DETROIT – Michigan residents have waited in line for hours to get a COVID test and at-home rapid tests have been difficult to find.
Meantime, in other states, getting a COVID test is simple. Other states have also made at-home rapid tests readily available. So why can’t Michigan do the same?
Some states have started putting rapid tests in libraries and other public places so people can walk in, sign their name and walk away with tests. In Connecticut, the governor there announced the state would be sending 3 million tests and nearly 6 million masks home as intensive care units fill up with patients.

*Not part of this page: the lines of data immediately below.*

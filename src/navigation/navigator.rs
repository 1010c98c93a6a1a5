//! Navigation state: the current route and the session history.
//!
//! # Responsibilities
//! - Resolve navigation requests and install the result as current
//! - Keep the session history for back/forward
//! - Notify listeners after every successful navigation
//!
//! # Design Decisions
//! - `&mut self` on every navigation: one resolution at a time
//! - The current route is swapped atomically, readers never see a partial update
//! - A failed resolution changes nothing; the error goes back to the caller

use std::sync::Arc;

use arc_swap::ArcSwapOption;
use thiserror::Error;

use crate::history::History;
use crate::navigation::event::{NavigationDirection, RouteChangeEvent};
use crate::observability::metrics;
use crate::routing::{ResolveError, ResolvedRoute, Router};

/// Errors returned by navigation requests.
#[derive(Debug, Clone, PartialEq, Eq, Error)]
pub enum NavigationError {
    /// The external address is not under the configured base.
    #[error("address `{0}` is outside the application base")]
    OutsideBase(String),

    #[error(transparent)]
    Resolve(#[from] ResolveError),
}

type Listener = Box<dyn Fn(&RouteChangeEvent) + Send + Sync>;

/// Owns the router, the history mode and the currently displayed route.
pub struct Navigator {
    router: Router,
    history: History,
    current: ArcSwapOption<ResolvedRoute>,
    /// Full paths (with query/fragment) of visited entries.
    entries: Vec<String>,
    position: usize,
    listeners: Vec<Listener>,
}

impl Navigator {
    pub fn new(router: Router, history: History) -> Self {
        Self {
            router,
            history,
            current: ArcSwapOption::empty(),
            entries: Vec::new(),
            position: 0,
            listeners: Vec::new(),
        }
    }

    pub fn router(&self) -> &Router {
        &self.router
    }

    pub fn history(&self) -> &History {
        &self.history
    }

    /// The currently displayed route, if any navigation has succeeded.
    pub fn current(&self) -> Option<Arc<ResolvedRoute>> {
        self.current.load_full()
    }

    /// External address of the current route.
    pub fn current_href(&self) -> Option<String> {
        self.current().map(|r| self.history.href(&r.full_path()))
    }

    pub fn entries(&self) -> &[String] {
        &self.entries
    }

    pub fn position(&self) -> usize {
        self.position
    }

    pub fn can_go_back(&self) -> bool {
        !self.entries.is_empty() && self.position > 0
    }

    pub fn can_go_forward(&self) -> bool {
        self.position + 1 < self.entries.len()
    }

    /// Register a listener called after each successful navigation.
    pub fn after_each<F>(&mut self, listener: F)
    where
        F: Fn(&RouteChangeEvent) + Send + Sync + 'static,
    {
        self.listeners.push(Box::new(listener));
    }

    /// Initial navigation. Uses `address` when given, the root otherwise.
    pub fn start(&mut self, address: Option<&str>) -> Result<Arc<ResolvedRoute>, NavigationError> {
        let path = match address {
            Some(address) => self.location_of(address)?,
            None => "/".to_string(),
        };
        tracing::info!(mode = %self.history.mode(), path = %path, "Starting navigation");
        self.replace(&path)
    }

    /// Navigate to a logical path, adding a session history entry.
    pub fn push(&mut self, path: &str) -> Result<Arc<ResolvedRoute>, NavigationError> {
        let resolved = self.router.resolve(path)?;

        if !self.entries.is_empty() {
            self.entries.truncate(self.position + 1);
        }
        self.entries.push(resolved.full_path());
        self.position = self.entries.len() - 1;

        Ok(self.install(resolved, NavigationDirection::Push))
    }

    /// Navigate to a logical path, overwriting the current entry.
    pub fn replace(&mut self, path: &str) -> Result<Arc<ResolvedRoute>, NavigationError> {
        let resolved = self.router.resolve(path)?;

        match self.entries.get_mut(self.position) {
            Some(entry) => *entry = resolved.full_path(),
            None => {
                self.entries.push(resolved.full_path());
                self.position = self.entries.len() - 1;
            }
        }

        Ok(self.install(resolved, NavigationDirection::Replace))
    }

    /// Navigate to an external address (address bar, popstate).
    pub fn navigate_address(
        &mut self,
        address: &str,
    ) -> Result<Arc<ResolvedRoute>, NavigationError> {
        let path = self.location_of(address)?;
        self.push(&path)
    }

    /// Move `delta` entries through the session history.
    ///
    /// Returns `None` when the move is out of range or `delta` is zero.
    pub fn go(&mut self, delta: isize) -> Option<Result<Arc<ResolvedRoute>, NavigationError>> {
        if delta == 0 {
            return None;
        }
        let target = self.position.checked_add_signed(delta)?;
        let path = self.entries.get(target)?.clone();

        let direction = if delta < 0 {
            NavigationDirection::Back
        } else {
            NavigationDirection::Forward
        };

        Some(match self.router.resolve(&path) {
            Ok(resolved) => {
                self.position = target;
                Ok(self.install(resolved, direction))
            }
            Err(err) => Err(err.into()),
        })
    }

    pub fn back(&mut self) -> Option<Result<Arc<ResolvedRoute>, NavigationError>> {
        self.go(-1)
    }

    pub fn forward(&mut self) -> Option<Result<Arc<ResolvedRoute>, NavigationError>> {
        self.go(1)
    }

    fn location_of(&self, address: &str) -> Result<String, NavigationError> {
        self.history
            .location(address)
            .ok_or_else(|| NavigationError::OutsideBase(address.to_string()))
    }

    fn install(
        &self,
        resolved: ResolvedRoute,
        direction: NavigationDirection,
    ) -> Arc<ResolvedRoute> {
        let resolved = Arc::new(resolved);
        let previous = self.current.swap(Some(resolved.clone()));

        let event = RouteChangeEvent {
            from: previous.map(|p| p.path.clone()),
            to: resolved.path.clone(),
            view: resolved.view.to_string(),
            direction,
        };

        tracing::info!(
            from = ?event.from,
            to = %event.to,
            view = %event.view,
            direction = direction.as_str(),
            href = %self.history.href(&resolved.full_path()),
            "Navigated"
        );
        metrics::record_navigation(direction.as_str());

        for listener in &self.listeners {
            listener(&event);
        }

        resolved
    }
}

Ohio has a library program and according to the health department, they are giving away nearly 4.8 million tests this year. That’s more than all the testing Michigan has done in its programs combined. Tests in Toledo are flying off library shelves.
One library reported that their supplies that used to last them up to three days now last only two hours. They said Michigan residents are crossing the border to get the tests.
Michigan does not have a statewide program for at-home tests. The closest thing is a pilot program for sending tests home with students and staff from three school districts, which so far account for just 120,000 tests.
The Michigan Department of Health and Human Services said the state has taken a different approach to testing and has sent hundreds of thousands of tests to schools, long-term care and corrections facilities as well as community pop-up testing sites. But none have been universally available to the public or sent directly to homes.
A spokesperson for Gov. Gretchen Whitmer declined to say whether the state had a plan in the works to make tests more broadly available. Instead, they pointed to a new federal plan to distribute 500 million tests nationwide, saying Michigan would likely get millions of those tests.
When those tests could arrive is unclear.